A Git Workflow for Managing Long-Running Upgrades — Sympolymathesy, by Chris Krycho

Assumed audience: Other software developers who have to manage the complexity of long-running upgrade branches.

Overview

When working with long-running projects (like difficult dependency upgrades), it’s helpful to land as many changes as possible on the main development branch instead of landing them all at once in a big bang. In at least some cases, we can accomplish this by making good use of the capabilities of distributed version control systems (DVCSs) like Git: clones, remotes, cherry-picking, and branches.

Motivation

Large software dependency upgrades — whether landing a new version of the dependency, or opting into new behavior by toggling feature flags — often involves making a lot of changes across an application. Perhaps there are formally breaking changes; perhaps your app was using private API; perhaps there are just subtle changes in the unspecified behavior of the app which you were incidentally relying on. Whatever the reason, it’s often the case that landing an upgrade against any sufficiently large code base is a long-running task which requires many changes to existing code.

There are two basic ways to make those kinds of changes:

make all of them in a single long-lived branch, with the change at the root of that branch, and merge it all into the main development branch at the end
make as many as possible in small changes against the main development, landing as few as possible alongside the upgrade

When I’m making these changes, I strongly favor the second approach for several reasons.

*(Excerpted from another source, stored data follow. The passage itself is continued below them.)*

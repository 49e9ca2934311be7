use chrono::{DateTime, Utc};
use serde::{Deserialize, Serialize};

use assetflow_core::{Actor, Stamp};

use crate::event::Event;

/// Kind of workflow entity a notification is about.
#[derive(Debug, Copy, Clone, PartialEq, Eq, Hash, Serialize, Deserialize)]
#[serde(rename_all = "snake_case")]
pub enum EntityKind {
    ProcurementRequest,
    AssetLoan,
    VenueLoan,
    DistributionBatch,
    Distribution,
    ReturnBatch,
    AssetRequest,
    Stock,
}

impl EntityKind {
    /// Dotted prefix used in event type names.
    pub fn as_str(self) -> &'static str {
        match self {
            EntityKind::ProcurementRequest => "procurement.request",
            EntityKind::AssetLoan => "loans.asset_loan",
            EntityKind::VenueLoan => "loans.venue_loan",
            EntityKind::DistributionBatch => "distribution.batch",
            EntityKind::Distribution => "distribution.task",
            EntityKind::ReturnBatch => "returns.batch",
            EntityKind::AssetRequest => "distribution.asset_request",
            EntityKind::Stock => "inventory.stock",
        }
    }
}

impl core::fmt::Display for EntityKind {
    fn fmt(&self, f: &mut core::fmt::Formatter<'_>) -> core::fmt::Result {
        f.write_str(self.as_str())
    }
}

/// An applied, committed transition.
#[derive(Debug, Clone, PartialEq, Eq, Serialize, Deserialize)]
pub struct WorkflowEvent {
    event_type: String,
    kind: EntityKind,
    entity_id: u64,
    /// Status after the transition.
    status: String,
    actor: Actor,
    occurred_at: DateTime<Utc>,
    /// The user-facing message of the applied outcome.
    message: String,
}

impl WorkflowEvent {
    /// `action` is the past-tense verb, e.g. `approved` or `completed`.
    pub fn new(
        kind: EntityKind,
        entity_id: u64,
        action: &str,
        status: impl core::fmt::Display,
        stamp: Stamp,
        message: impl Into<String>,
    ) -> Self {
        Self {
            event_type: format!("{}.{action}", kind.as_str()),
            kind,
            entity_id,
            status: status.to_string(),
            actor: stamp.actor,
            occurred_at: stamp.at,
            message: message.into(),
        }
    }

    pub fn kind(&self) -> EntityKind {
        self.kind
    }

    pub fn entity_id(&self) -> u64 {
        self.entity_id
    }

    pub fn status(&self) -> &str {
        &self.status
    }

    pub fn actor(&self) -> Actor {
        self.actor
    }

    pub fn message(&self) -> &str {
        &self.message
    }
}

impl Event for WorkflowEvent {
    fn event_type(&self) -> &str {
        &self.event_type
    }

    fn version(&self) -> u32 {
        1
    }

    fn occurred_at(&self) -> DateTime<Utc> {
        self.occurred_at
    }
}
//! Loan workflows: asset loans to units and time-boxed venue (room) loans.

pub mod asset_loan;
pub mod venue_loan;

pub use asset_loan::{
    AssetLoan, AssetLoanAction, AssetLoanId, AssetLoanStatus, LoanItem, LoanItemId, NewAssetLoan,
    ReturnState, VerificationState,
};
pub use venue_loan::{NewVenueLoan, VenueLoan, VenueLoanAction, VenueLoanId, VenueLoanStatus};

First, and most importantly, it minimizes the risk of the final merge breaking things and having to be reverted. If there are a lot of changes, even genuinely great test coverage won’t necessarily guarantee you’ve covered every scenario. Splitting out the changes makes it much easier to identify if it was the upgrade itself that caused little variations in behavior, or if it was another change you made along the way.

Second, it decreases the difficulty of keeping the branch up to date and working. This may not matter much if you’re the only one working on a project (though even there, everything above still applies). If you’re working with others, however, and they’re continuing to make changes to the same code base, keeping in sync becomes more difficult in proportion to the number of changes you’ve made and the rate of change in the code base at large. Every change someone else makes is a change you have to merge into your branch and verify again that nothing is broken. That’s hard enough if those are in the same modules you’re working with; it becomes even more complicated if they’re just in modules your changes interact with, where subtle misalignments can creep in over time.

For the rest of this post, I want to share a practical mechanic I use for actually accomplishing this (in Git, but you can apply the exact same ideas in Mercurial or other version control systems).

Implementation

The key to making this work well is taking advantage of modern distributed version control systems’ ability to have multiple full¹ copies of the repository and that there is no absolute single source of truth (even if your organization, like most, tends to operate as though a particular copy is the source of truth).

Setup

First up, I create two clones of the repository. If these are long lived, I’ll often name them both for the name of the project, but with -alt tacked onto the end of one of them. For example, if I were working on a project named new-horizons,² I’d have new-horizons and new-horizons-alt.³

Once I have both of them cloned, I take advantage of the fact that Git will happily let you have as many “remotes” as you like. A “remote” is just Git’s name for a copy of the repository that is somewhere else than the copy you’re working with. Most of the time, that remote is someplace like GitHub or GitLab or Bitbucket or some internal-to-our-company Git server. It doesn’t have to be, though. It can also be another copy on disk!

To add a remote, you use the command git remote add and then give it a path to the location of the repository and a name to use when referring to it. By default, wherever you initially clone the repository from is a remote named origin. You can rename remotes however you like, and names aren’t really all that important to Git. Branches will normally get set up to push and pull from whatever is the default remote (which you can configure), but even that you can override.

In this case, I start by cloning both from the same origin — it makes it way easier for later steps. Let’s say I was cloning new-horizons from a GitHub repository under my profile. I’d do this:

$ cd ~/dev/chriskrycho
$ git clone git@github:chriskrycho/new-horizons
$ git clone git@github:chriskrycho/new-horizons new-horizons-alt

That second clone is just repeating the first one, but putting it in the new-horizons-alt directory.

Once I have both clones, I’ll add each as a remote to the other:⁴

$ cd new-horizons
$ git remote add alt ../new-horizons-alt
$ cd ../new-horizons-alt
$ git remote add local ../new-horizons

Now, if I list the remotes in either using git remote --verbose, I’ll see origin listed, but also the other local copy! Assuming I’m in ~/dev/chriskrycho/new-horizons:

$ git remote --verbose
alt	../new-horizons-alt/ (fetch)
alt	../new-horizons-alt/ (push)
origin	git@github.com:chriskrycho/new-horizons.git (fetch)
origin	git@github.com:chriskrycho/new-horizons.git (push)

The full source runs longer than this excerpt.